### Records for processing:

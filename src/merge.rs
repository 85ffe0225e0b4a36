//! This module contains the line merge, the one piece of the game with real rules to it.

use crate::board::Tile;

/// This function merges a single line of tiles, given in the order they travel toward the edge.
///
/// The line is scanned once from the front. Whenever two neighbouring tiles hold the same value
/// they become one tile of twice that value, and that doubled value is added to the returned score.
/// A merged tile never takes part in a second merge during the same scan, and the scan never goes
/// back, so `[2, 2, 2]` turns into `[4, 2]` and `[2, 2, 2, 2]` into `[4, 4]`.
///
/// Empty cells (zeros) are skipped, so the caller may pass a raw line as well as a dense one. The
/// returned line is dense, keeps the relative order of the surviving tiles, and is never longer
/// than the input.
///
/// Tiles are assumed to be no larger than a 4x4 board can hold (2^17, which `Board::from_grid`
/// enforces), so doubling one never leaves the range of a `u32`.
#[must_use]
pub(crate) fn merge_line(tiles: &[Tile]) -> (Vec<Tile>, u32) {
    let mut merged = Vec::with_capacity(tiles.len());
    let mut gained = 0;
    let mut rest = tiles.iter().copied().filter(|&tile| tile != 0).peekable();

    while let Some(tile) = rest.next() {
        if rest.next_if_eq(&tile).is_some() {
            let doubled = tile * 2;
            gained += doubled;
            merged.push(doubled);
        } else {
            merged.push(tile);
        }
    }

    (merged, gained)
}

### Task directions:
Transcribe the entries above, every line exactly as it reads.

### Response:
filename src/merge.rs
repository 85ffe0225e0b4a36
//! This module contains the line merge, the one piece of the game with real rules to it.

use crate::board::Tile;

/// This function merges a single line of tiles, given in the order they travel toward the edge.
///
/// The line is scanned once from the front. Whenever two neighbouring tiles hold the same value
/// they become one tile of twice that value, and that doubled value is added to the returned score.
/// A merged tile never takes part in a second merge during the same scan, and the scan never goes
/// back, so `[2, 2, 2]` turns into `[4, 2]` and `[2, 2, 2, 2]` into `[4, 4]`.
///
/// Empty cells (zeros) are skipped, so the caller may pass a raw line as well as a dense one. The
/// returned line is dense, keeps the relative order of the surviving tiles, and is never longer
/// than the input.
///
/// Tiles are assumed to be no larger than a 4x4 board can hold (2^17, which `Board::from_grid`
/// enforces), so doubling one never leaves the range of a `u32`.
#[must_use]
pub(crate) fn merge_line(tiles: &[Tile]) -> (Vec<Tile>, u32) {
    let mut merged = Vec::with_capacity(tiles.len());
    let mut gained = 0;
    let mut rest = tiles.iter().copied().filter(|&tile| tile != 0).peekable();

    while let Some(tile) = rest.next() {
        if rest.next_if_eq(&tile).is_some() {
            let doubled = tile * 2;
            gained += doubled;
            merged.push(doubled);
        } else {
            merged.push(tile);
        }
    }

    (merged, gained)
}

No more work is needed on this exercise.